SECTION 12. All rights, powers, functions, and duties of the insurance fraud investigations unit are transferred to the insurance fraud investigations branch.

All officers and employees whose functions are transferred by this Act shall be transferred with their functions and shall continue to perform their regular duties upon their transfer, subject to the state personnel laws and this Act.

No officer or employee of the State having tenure shall suffer any loss of salary, seniority, prior service credit, vacation, sick leave, or other employee benefit or privilege as a consequence of this Act, and such officer or employee may be transferred or appointed to a civil service position without the necessity of examination; provided that the officer or employee possesses the minimum qualifications for the position to which transferred or appointed; and provided that subsequent changes in status may be made pursuant to applicable civil service and compensation laws.

An officer or employee of the State who does not have tenure and who may be transferred or appointed to a civil service position as a consequence of this Act shall become a civil service employee without the loss of salary, seniority, prior service credit, vacation, sick leave, or other employee benefits or privileges and without the necessity of examination; provided that such officer or employee possesses the minimum qualifications for the position to which transferred or appointed.

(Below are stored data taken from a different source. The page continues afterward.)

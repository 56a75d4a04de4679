// src/feeds/synthetic.rs
use crate::config::FeedConfig;
use crate::feeds::traits::SnapshotProducer;
use crate::types::{ExchangeFeed, MarketSnapshot, Ohlcv};
use crate::utils::precision::{quantize_price, quantize_quantity};
use anyhow::Result;
use async_trait::async_trait;
use chrono::Utc;
use rand::rngs::StdRng;
use rand::{Rng, SeedableRng};
use rust_decimal::prelude::{FromPrimitive, ToPrimitive};
use rust_decimal::Decimal;
use std::time::Duration;
use tokio::sync::mpsc;
use tracing::info;

/// Random-walk snapshot generator. Emits a configured number of ticks at a
/// fixed interval, each with a consolidated candle plus one quote per
/// simulated venue, then drops the sender to end the session.
pub struct SyntheticFeed {
    symbol: String,
    config: FeedConfig,
    seed: Option<u64>,
}

impl SyntheticFeed {
    pub fn new(symbol: String, config: FeedConfig, seed: Option<u64>) -> Self {
        Self { symbol, config, seed }
    }

    fn build_snapshot(
        symbol: &str,
        config: &FeedConfig,
        rng: &mut StdRng,
        venue_spreads: &[(String, f64)],
        last_close: f64,
    ) -> (MarketSnapshot, f64) {
        let vol = config.volatility;
        let open = last_close;
        let drift = rng.random_range(-1.0..1.0) * vol;
        let close = (open * (1.0 + drift)).max(0.01);
        let wick_up = rng.random::<f64>() * vol * 0.5;
        let wick_down = rng.random::<f64>() * vol * 0.5;
        let high = open.max(close) * (1.0 + wick_up);
        let low = (open.min(close) * (1.0 - wick_down)).max(0.01);
        let volume = rng.random_range(100.0..5_000.0);

        let tick = config.tick_size;
        let candle = Ohlcv {
            open: quantize_price(decimal(open), tick),
            high: quantize_price(decimal(high), tick),
            low: quantize_price(decimal(low), tick),
            close: quantize_price(decimal(close), tick),
            volume: quantize_quantity(decimal(volume), config.lot_step),
        };

        let feeds = venue_spreads
            .iter()
            .map(|(exchange, spread)| {
                let skew = rng.random_range(-1.0..1.0) * spread;
                ExchangeFeed {
                    exchange: exchange.clone(),
                    price: quantize_price(decimal(close * (1.0 + skew)), tick),
                    spread: *spread,
                    volume_24h: decimal(rng.random_range(1.0e6..5.0e7)),
                    funding_rate: rng.random_range(-0.0005..0.0005),
                }
            })
            .collect();

        let snapshot = MarketSnapshot {
            symbol: symbol.to_string(),
            ohlcv: candle,
            feeds,
            timestamp: Utc::now(),
        };
        (snapshot, close)
    }
}

fn decimal(value: f64) -> Decimal {
    Decimal::from_f64(value).unwrap_or_default()
}

#[async_trait]
impl SnapshotProducer for SyntheticFeed {
    async fn subscribe(&mut self, sender: mpsc::Sender<MarketSnapshot>) -> Result<()> {
        let symbol = self.symbol.clone();
        let config = self.config.clone();
        let mut rng = match self.seed {
            Some(seed) => StdRng::seed_from_u64(seed),
            None => StdRng::from_os_rng(),
        };

        info!(symbol = %symbol, ticks = config.ticks, "starting synthetic feed");

        tokio::spawn(async move {
            // Per-venue spreads are fixed for the whole session.
            let venue_spreads: Vec<(String, f64)> = config
                .venues
                .iter()
                .map(|venue| (venue.clone(), rng.random_range(0.0002..0.002)))
                .collect();

            let mut last_close = config.base_price.to_f64().unwrap_or(50_000.0);
            let mut interval =
                tokio::time::interval(Duration::from_millis(config.tick_interval_ms.max(1)));

            for _ in 0..config.ticks {
                interval.tick().await;
                let (snapshot, close) = SyntheticFeed::build_snapshot(
                    &symbol,
                    &config,
                    &mut rng,
                    &venue_spreads,
                    last_close,
                );
                last_close = close;
                if sender.send(snapshot).await.is_err() {
                    // Receiver gone; the session is over.
                    break;
                }
            }
            info!(symbol = %symbol, "synthetic feed finished");
        });

        Ok(())
    }
}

If an office or position held by an officer or employee having tenure is abolished, the officer or employee shall not thereby be separated from public employment, but shall remain in the employment of the State with the same pay and classification and shall be transferred to some other office or position for which the officer or employee is eligible under the personnel laws of the State as determined by the head of the department or the governor.

SECTION 13. In codifying the new sections added by section 2 of this Act, the revisor of statutes shall substitute appropriate section numbers for the letters used in designating the new sections in this Act.

SECTION 14. Statutory material to be repealed is bracketed and stricken. New statutory material is underscored.

SECTION 15. This Act shall take effect on July 1, 2099.